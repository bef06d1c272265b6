//! Library handlers: browse and download.

use super::PathQuery;
use crate::api::AppState;
use crate::archive::content_disposition;
use crate::error::Result;
use crate::library::LibraryPath;
use crate::types::BrowseResponse;
use axum::{
    Json,
    body::Body,
    extract::{Query, State},
    http::{HeaderValue, header},
    response::{IntoResponse, Response},
};

/// GET /browse - List a library folder
#[utoipa::path(
    get,
    path = "/api/browse",
    tag = "library",
    params(PathQuery),
    responses(
        (status = 200, description = "Folders (with covers) then videos (with posters)", body = BrowseResponse),
        (status = 400, description = "Path escapes the library root", body = crate::error::ApiError),
        (status = 404, description = "Folder not found", body = crate::error::ApiError),
        (status = 502, description = "Cloud drive error", body = crate::error::ApiError)
    )
)]
pub async fn browse(
    State(state): State<AppState>,
    Query(query): Query<PathQuery>,
) -> Result<Json<BrowseResponse>> {
    let path = LibraryPath::parse(query.path.as_deref().unwrap_or_default())?;
    let items = state.library.browse(&path).await?;
    Ok(Json(BrowseResponse { items }))
}

/// GET /download - Zip every video below a folder
#[utoipa::path(
    get,
    path = "/api/download",
    tag = "library",
    params(PathQuery),
    responses(
        (status = 200, description = "Streaming zip archive (application/zip)"),
        (status = 400, description = "Path escapes the library root", body = crate::error::ApiError),
        (status = 404, description = "Folder not found", body = crate::error::ApiError),
        (status = 502, description = "Cloud drive error", body = crate::error::ApiError)
    )
)]
pub async fn download(
    State(state): State<AppState>,
    Query(query): Query<PathQuery>,
) -> Result<Response> {
    let path = LibraryPath::parse(query.path.as_deref().unwrap_or_default())?;
    let archive = state.library.download(&path).await?;

    let disposition = HeaderValue::from_str(&content_disposition(&archive.file_name))
        .unwrap_or_else(|_| HeaderValue::from_static("attachment; filename=\"videos.zip\""));

    Ok((
        [
            (header::CONTENT_TYPE, HeaderValue::from_static("application/zip")),
            (header::CONTENT_DISPOSITION, disposition),
        ],
        Body::from_stream(archive.stream),
    )
        .into_response())
}
//! Retry logic with exponential backoff
//!
//! Graph metadata calls occasionally fail with throttling (429) or gateway
//! errors. Those are retried with exponential backoff and optional jitter;
//! everything else fails immediately.
//!
//! # Example
//!
//! ```no_run
//! use cinesphere::retry::{IsRetryable, with_retry};
//! use cinesphere::config::RetryConfig;
//!
//! #[derive(Debug)]
//! enum MyError {
//!     Transient,
//!     Permanent,
//! }
//!
//! impl std::fmt::Display for MyError {
//!     fn fmt(&self, f: &mut std::fmt::Formatter<'_>) -> std::fmt::Result {
//!         write!(f, "{:?}", self)
//!     }
//! }
//!
//! impl IsRetryable for MyError {
//!     fn is_retryable(&self) -> bool {
//!         matches!(self, MyError::Transient)
//!     }
//! }
//!
//! # async fn example() -> Result<(), MyError> {
//! let config = RetryConfig::default();
//! with_retry(&config, || async { Ok::<_, MyError>(()) }).await?;
//! # Ok(())
//! # }
//! ```

use crate::config::RetryConfig;
use crate::error::Error;
use rand::Rng;
use std::future::Future;
use std::time::Duration;

/// Trait for errors that can be classified as retryable or not
pub trait IsRetryable {
    /// Returns true if the error is transient and the operation should be retried
    fn is_retryable(&self) -> bool;
}

impl IsRetryable for Error {
    fn is_retryable(&self) -> bool {
        match self {
            Error::Network(e) => e.is_timeout() || e.is_connect(),
            // Throttling and upstream gateway failures
            Error::Graph { status, .. } | Error::Auth { status, .. } => {
                matches!(status, 429 | 500 | 502 | 503 | 504)
            }
            Error::Io(e) => matches!(
                e.kind(),
                std::io::ErrorKind::TimedOut
                    | std::io::ErrorKind::ConnectionRefused
                    | std::io::ErrorKind::ConnectionReset
                    | std::io::ErrorKind::ConnectionAborted
                    | std::io::ErrorKind::Interrupted
            ),
            Error::Config { .. }
            | Error::InvalidPath(_)
            | Error::Archive(_)
            | Error::ApiServerError(_) => false,
        }
    }
}

/// Execute an async operation with exponential backoff retry logic
///
/// Returns the successful result or the last error after `config.max_attempts`
/// retries have been used up. Non-retryable errors are returned immediately.
pub async fn with_retry<F, Fut, T, E>(config: &RetryConfig, mut operation: F) -> Result<T, E>
where
    F: FnMut() -> Fut,
    Fut: Future<Output = Result<T, E>>,
    E: IsRetryable + std::fmt::Display,
{
    let mut attempt = 0;
    let mut delay = config.initial_delay;

    loop {
        match operation().await {
            Ok(result) => {
                if attempt > 0 {
                    tracing::info!(attempts = attempt + 1, "Operation succeeded after retry");
                }
                return Ok(result);
            }
            Err(e) if e.is_retryable() && attempt < config.max_attempts => {
                attempt += 1;

                tracing::warn!(
                    error = %e,
                    attempt = attempt,
                    max_attempts = config.max_attempts,
                    delay_ms = delay.as_millis(),
                    "Operation failed, retrying"
                );

                let wait = if config.jitter { add_jitter(delay) } else { delay };
                tokio::time::sleep(wait).await;

                let next_delay =
                    Duration::from_secs_f64(delay.as_secs_f64() * config.backoff_multiplier);
                delay = next_delay.min(config.max_delay);
            }
            Err(e) => {
                if e.is_retryable() {
                    tracing::error!(
                        error = %e,
                        attempts = attempt + 1,
                        "Operation failed after all retry attempts exhausted"
                    );
                }
                return Err(e);
            }
        }
    }
}

/// Jitter is uniform between 0% and 100% of the delay, so the result lies in
/// `delay..=2 * delay`.
fn add_jitter(delay: Duration) -> Duration {
    let mut rng = rand::thread_rng();
    let jitter_factor: f64 = rng.gen_range(0.0..=1.0);
    Duration::from_secs_f64(delay.as_secs_f64() * (1.0 + jitter_factor))
}

#[allow(clippy::unwrap_used, clippy::expect_used)]
#[cfg(test)]
mod tests {
    use super::*;
    use std::sync::Arc;
    use std::sync::atomic::{AtomicU32, Ordering};

    #[derive(Debug)]
    enum TestError {
        Transient,
        Permanent,
    }

    impl std::fmt::Display for TestError {
        fn fmt(&self, f: &mut std::fmt::Formatter<'_>) -> std::fmt::Result {
            match self {
                TestError::Transient => write!(f, "transient error"),
                TestError::Permanent => write!(f, "permanent error"),
            }
        }
    }

    impl IsRetryable for TestError {
        fn is_retryable(&self) -> bool {
            matches!(self, TestError::Transient)
        }
    }

    fn fast_config(max_attempts: u32) -> RetryConfig {
        RetryConfig {
            max_attempts,
            initial_delay: Duration::from_millis(10),
            max_delay: Duration::from_secs(1),
            backoff_multiplier: 2.0,
            jitter: false,
        }
    }

    #[tokio::test]
    async fn success_is_not_retried() {
        let counter = Arc::new(AtomicU32::new(0));
        let c = counter.clone();

        let result = with_retry(&fast_config(3), || {
            let counter = c.clone();
            async move {
                counter.fetch_add(1, Ordering::SeqCst);
                Ok::<_, TestError>(42)
            }
        })
        .await;

        assert_eq!(result.unwrap(), 42);
        assert_eq!(counter.load(Ordering::SeqCst), 1);
    }

    #[tokio::test]
    async fn transient_failures_are_retried_until_success() {
        let counter = Arc::new(AtomicU32::new(0));
        let c = counter.clone();

        let result = with_retry(&fast_config(3), || {
            let counter = c.clone();
            async move {
                if counter.fetch_add(1, Ordering::SeqCst) < 2 {
                    Err(TestError::Transient)
                } else {
                    Ok(7)
                }
            }
        })
        .await;

        assert_eq!(result.unwrap(), 7);
        assert_eq!(counter.load(Ordering::SeqCst), 3);
    }

    #[tokio::test]
    async fn retries_stop_after_max_attempts() {
        let counter = Arc::new(AtomicU32::new(0));
        let c = counter.clone();

        let result = with_retry(&fast_config(2), || {
            let counter = c.clone();
            async move {
                counter.fetch_add(1, Ordering::SeqCst);
                Err::<i32, _>(TestError::Transient)
            }
        })
        .await;

        assert!(result.is_err());
        assert_eq!(counter.load(Ordering::SeqCst), 3, "initial + 2 retries");
    }

    #[tokio::test]
    async fn permanent_errors_fail_fast() {
        let counter = Arc::new(AtomicU32::new(0));
        let c = counter.clone();

        let result = with_retry(&fast_config(5), || {
            let counter = c.clone();
            async move {
                counter.fetch_add(1, Ordering::SeqCst);
                Err::<i32, _>(TestError::Permanent)
            }
        })
        .await;

        assert!(result.is_err());
        assert_eq!(counter.load(Ordering::SeqCst), 1);
    }

    #[tokio::test]
    async fn backoff_grows_exponentially() {
        let start = std::time::Instant::now();

        let _ = with_retry(&fast_config(3), || async {
            Err::<i32, _>(TestError::Transient)
        })
        .await;

        // 10ms + 20ms + 40ms
        let elapsed = start.elapsed();
        assert!(elapsed >= Duration::from_millis(70), "waited {:?}", elapsed);
        assert!(elapsed < Duration::from_secs(2), "waited {:?}", elapsed);
    }

    #[test]
    fn jitter_stays_within_bounds() {
        let delay = Duration::from_millis(100);
        for _ in 0..100 {
            let jittered = add_jitter(delay);
            assert!(jittered >= delay);
            assert!(jittered <= delay * 2);
        }
    }

    #[test]
    fn throttling_and_gateway_errors_are_retryable() {
        for status in [429, 500, 502, 503, 504] {
            let error = Error::Graph {
                status,
                path: "Library".into(),
                message: String::new(),
            };
            assert!(error.is_retryable(), "status {status} should retry");
        }
    }

    #[test]
    fn client_errors_are_not_retryable() {
        for status in [400, 401, 403, 404] {
            let error = Error::Graph {
                status,
                path: "Library".into(),
                message: String::new(),
            };
            assert!(!error.is_retryable(), "status {status} should not retry");
        }
        assert!(
            !Error::Auth {
                status: 401,
                message: "invalid_client".into()
            }
            .is_retryable()
        );
    }

    #[test]
    fn io_connection_reset_is_retryable() {
        let error = Error::Io(std::io::Error::new(
            std::io::ErrorKind::ConnectionReset,
            "reset",
        ));
        assert!(error.is_retryable());

        let error = Error::Io(std::io::Error::new(
            std::io::ErrorKind::PermissionDenied,
            "denied",
        ));
        assert!(!error.is_retryable());
    }

    #[test]
    fn path_errors_are_not_retryable() {
        assert!(!Error::InvalidPath("..".into()).is_retryable());
        let missing = Error::Graph {
            status: 404,
            path: "Library/Movies".into(),
            message: "itemNotFound".into(),
        };
        assert!(!missing.is_retryable());
    }
}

::::

**PROBLEM TO SOLVE**
Apply a filter to the listing above so that only lines with "InvalidPath" are kept, and copy those lines.

**SOLVED PROBLEM**
            | Error::InvalidPath(_)
        assert!(!Error::InvalidPath("..".into()).is_retryable());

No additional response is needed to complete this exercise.